Task item: Report all lines of the records that contain "adapters".
===============
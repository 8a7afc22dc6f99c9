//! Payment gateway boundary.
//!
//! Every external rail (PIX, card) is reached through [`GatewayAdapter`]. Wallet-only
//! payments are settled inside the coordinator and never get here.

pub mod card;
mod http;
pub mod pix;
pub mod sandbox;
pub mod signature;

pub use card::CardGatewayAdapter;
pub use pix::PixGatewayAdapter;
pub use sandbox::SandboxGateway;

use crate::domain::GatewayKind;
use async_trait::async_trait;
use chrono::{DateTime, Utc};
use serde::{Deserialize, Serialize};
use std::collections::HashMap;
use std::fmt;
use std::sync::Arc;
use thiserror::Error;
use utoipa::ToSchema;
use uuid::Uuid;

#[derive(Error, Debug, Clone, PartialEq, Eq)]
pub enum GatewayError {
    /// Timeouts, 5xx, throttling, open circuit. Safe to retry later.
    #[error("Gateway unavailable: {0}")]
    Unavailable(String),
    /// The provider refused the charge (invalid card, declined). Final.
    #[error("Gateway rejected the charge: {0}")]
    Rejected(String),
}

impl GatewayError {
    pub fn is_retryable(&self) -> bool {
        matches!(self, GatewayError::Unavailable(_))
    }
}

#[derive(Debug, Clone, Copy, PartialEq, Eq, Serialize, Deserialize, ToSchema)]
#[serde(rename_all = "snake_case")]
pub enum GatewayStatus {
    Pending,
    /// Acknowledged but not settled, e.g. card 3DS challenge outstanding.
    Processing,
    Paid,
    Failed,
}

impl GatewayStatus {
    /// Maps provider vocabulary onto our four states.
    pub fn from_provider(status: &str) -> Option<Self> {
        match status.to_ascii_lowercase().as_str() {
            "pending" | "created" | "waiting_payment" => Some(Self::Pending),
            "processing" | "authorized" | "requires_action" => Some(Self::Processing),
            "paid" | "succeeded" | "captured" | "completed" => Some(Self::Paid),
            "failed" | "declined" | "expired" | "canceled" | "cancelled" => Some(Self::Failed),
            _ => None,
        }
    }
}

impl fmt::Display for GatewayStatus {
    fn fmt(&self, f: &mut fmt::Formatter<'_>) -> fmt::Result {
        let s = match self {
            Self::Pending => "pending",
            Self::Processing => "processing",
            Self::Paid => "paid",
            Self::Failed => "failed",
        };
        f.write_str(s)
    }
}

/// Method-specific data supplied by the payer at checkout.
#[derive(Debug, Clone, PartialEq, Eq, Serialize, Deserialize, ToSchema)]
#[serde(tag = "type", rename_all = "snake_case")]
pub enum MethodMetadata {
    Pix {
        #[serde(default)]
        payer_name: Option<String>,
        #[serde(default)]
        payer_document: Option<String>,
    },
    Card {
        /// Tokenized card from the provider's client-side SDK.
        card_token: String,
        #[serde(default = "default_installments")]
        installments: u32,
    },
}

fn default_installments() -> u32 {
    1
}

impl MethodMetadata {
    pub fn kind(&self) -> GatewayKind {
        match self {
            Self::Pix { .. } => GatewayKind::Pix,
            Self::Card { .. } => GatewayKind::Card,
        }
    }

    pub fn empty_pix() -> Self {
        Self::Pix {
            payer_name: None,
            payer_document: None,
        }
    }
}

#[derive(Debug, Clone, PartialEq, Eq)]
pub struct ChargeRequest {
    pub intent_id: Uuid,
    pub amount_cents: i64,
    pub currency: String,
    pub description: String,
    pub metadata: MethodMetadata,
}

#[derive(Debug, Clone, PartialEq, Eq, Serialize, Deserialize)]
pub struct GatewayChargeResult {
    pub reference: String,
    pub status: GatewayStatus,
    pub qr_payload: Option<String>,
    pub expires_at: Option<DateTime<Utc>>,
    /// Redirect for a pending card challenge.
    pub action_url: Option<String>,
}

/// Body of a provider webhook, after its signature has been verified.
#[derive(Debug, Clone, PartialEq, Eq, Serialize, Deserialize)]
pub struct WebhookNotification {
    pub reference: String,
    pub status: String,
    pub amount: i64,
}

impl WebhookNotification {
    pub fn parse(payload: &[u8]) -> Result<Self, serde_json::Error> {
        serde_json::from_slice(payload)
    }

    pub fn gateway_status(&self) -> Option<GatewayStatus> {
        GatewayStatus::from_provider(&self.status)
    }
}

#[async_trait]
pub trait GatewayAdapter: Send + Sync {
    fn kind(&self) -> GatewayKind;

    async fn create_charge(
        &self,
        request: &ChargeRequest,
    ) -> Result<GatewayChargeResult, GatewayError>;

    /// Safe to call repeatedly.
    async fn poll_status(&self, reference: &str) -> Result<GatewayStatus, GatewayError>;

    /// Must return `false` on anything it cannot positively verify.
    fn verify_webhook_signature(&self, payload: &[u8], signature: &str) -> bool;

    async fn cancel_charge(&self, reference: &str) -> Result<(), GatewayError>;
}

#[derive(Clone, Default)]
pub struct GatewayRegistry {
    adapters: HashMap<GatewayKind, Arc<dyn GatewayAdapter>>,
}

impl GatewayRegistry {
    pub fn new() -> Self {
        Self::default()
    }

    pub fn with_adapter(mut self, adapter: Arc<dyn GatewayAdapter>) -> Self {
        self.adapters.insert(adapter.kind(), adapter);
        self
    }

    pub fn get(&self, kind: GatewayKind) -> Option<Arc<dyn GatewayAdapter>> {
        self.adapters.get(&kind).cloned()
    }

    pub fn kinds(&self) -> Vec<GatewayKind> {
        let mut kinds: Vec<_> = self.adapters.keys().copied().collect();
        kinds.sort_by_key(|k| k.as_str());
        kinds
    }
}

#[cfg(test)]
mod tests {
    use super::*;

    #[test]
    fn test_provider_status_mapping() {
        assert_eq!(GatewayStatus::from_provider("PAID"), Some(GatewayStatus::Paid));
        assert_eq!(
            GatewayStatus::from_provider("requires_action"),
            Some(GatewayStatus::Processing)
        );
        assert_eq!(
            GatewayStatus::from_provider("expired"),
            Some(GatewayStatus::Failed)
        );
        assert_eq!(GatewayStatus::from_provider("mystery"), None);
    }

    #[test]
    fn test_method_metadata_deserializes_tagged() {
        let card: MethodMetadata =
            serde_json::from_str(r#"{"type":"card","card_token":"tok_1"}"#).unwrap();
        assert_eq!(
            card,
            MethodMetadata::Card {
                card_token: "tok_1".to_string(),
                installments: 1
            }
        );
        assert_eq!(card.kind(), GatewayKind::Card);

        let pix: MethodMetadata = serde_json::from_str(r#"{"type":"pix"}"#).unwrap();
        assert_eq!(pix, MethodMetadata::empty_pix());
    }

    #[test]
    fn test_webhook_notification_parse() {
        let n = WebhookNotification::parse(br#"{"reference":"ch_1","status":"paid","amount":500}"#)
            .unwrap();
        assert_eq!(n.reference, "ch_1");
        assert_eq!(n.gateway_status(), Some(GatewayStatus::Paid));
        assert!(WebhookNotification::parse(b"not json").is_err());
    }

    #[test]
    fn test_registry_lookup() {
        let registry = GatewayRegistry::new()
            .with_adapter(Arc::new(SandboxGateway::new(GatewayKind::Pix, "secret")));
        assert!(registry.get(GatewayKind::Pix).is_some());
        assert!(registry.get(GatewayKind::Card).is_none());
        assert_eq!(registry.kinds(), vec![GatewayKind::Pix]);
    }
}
===============
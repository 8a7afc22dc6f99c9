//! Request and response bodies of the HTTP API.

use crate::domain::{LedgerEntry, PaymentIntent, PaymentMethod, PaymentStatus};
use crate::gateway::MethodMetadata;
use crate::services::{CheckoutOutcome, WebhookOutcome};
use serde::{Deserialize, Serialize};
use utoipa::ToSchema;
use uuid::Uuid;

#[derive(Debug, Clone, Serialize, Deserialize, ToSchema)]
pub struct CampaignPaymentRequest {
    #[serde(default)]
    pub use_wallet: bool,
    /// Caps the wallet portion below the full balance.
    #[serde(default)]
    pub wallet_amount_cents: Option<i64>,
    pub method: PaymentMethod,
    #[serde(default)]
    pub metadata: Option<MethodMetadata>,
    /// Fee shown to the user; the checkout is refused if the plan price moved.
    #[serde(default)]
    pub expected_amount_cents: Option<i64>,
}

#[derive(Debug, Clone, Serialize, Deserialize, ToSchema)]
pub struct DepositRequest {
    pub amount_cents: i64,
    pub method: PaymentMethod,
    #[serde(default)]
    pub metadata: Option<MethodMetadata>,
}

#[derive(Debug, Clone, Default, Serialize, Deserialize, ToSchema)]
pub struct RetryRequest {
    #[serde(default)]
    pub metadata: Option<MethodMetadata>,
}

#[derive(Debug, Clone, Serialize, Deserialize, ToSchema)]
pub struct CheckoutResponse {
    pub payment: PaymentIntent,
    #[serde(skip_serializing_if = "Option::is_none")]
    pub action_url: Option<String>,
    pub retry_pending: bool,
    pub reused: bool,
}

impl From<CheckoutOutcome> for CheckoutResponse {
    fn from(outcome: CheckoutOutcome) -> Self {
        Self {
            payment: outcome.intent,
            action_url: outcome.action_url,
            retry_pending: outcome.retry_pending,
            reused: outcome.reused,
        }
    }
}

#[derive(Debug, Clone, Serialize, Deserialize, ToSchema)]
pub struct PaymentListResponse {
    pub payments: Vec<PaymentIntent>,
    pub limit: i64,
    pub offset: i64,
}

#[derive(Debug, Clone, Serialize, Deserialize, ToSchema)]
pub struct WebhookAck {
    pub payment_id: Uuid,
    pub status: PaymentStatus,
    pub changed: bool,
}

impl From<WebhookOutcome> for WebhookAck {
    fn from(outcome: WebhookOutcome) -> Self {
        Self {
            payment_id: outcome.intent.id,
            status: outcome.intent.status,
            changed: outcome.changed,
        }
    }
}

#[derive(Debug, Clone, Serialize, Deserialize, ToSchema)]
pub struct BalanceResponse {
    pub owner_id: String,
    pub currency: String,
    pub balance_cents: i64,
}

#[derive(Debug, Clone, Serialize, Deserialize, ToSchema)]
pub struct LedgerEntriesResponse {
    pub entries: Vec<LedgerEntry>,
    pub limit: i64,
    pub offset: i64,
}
===============
Task output:
    adapters: HashMap<GatewayKind, Arc<dyn GatewayAdapter>>,
        self.adapters.insert(adapter.kind(), adapter);
        self.adapters.get(&kind).cloned()
        let mut kinds: Vec<_> = self.adapters.keys().copied().collect();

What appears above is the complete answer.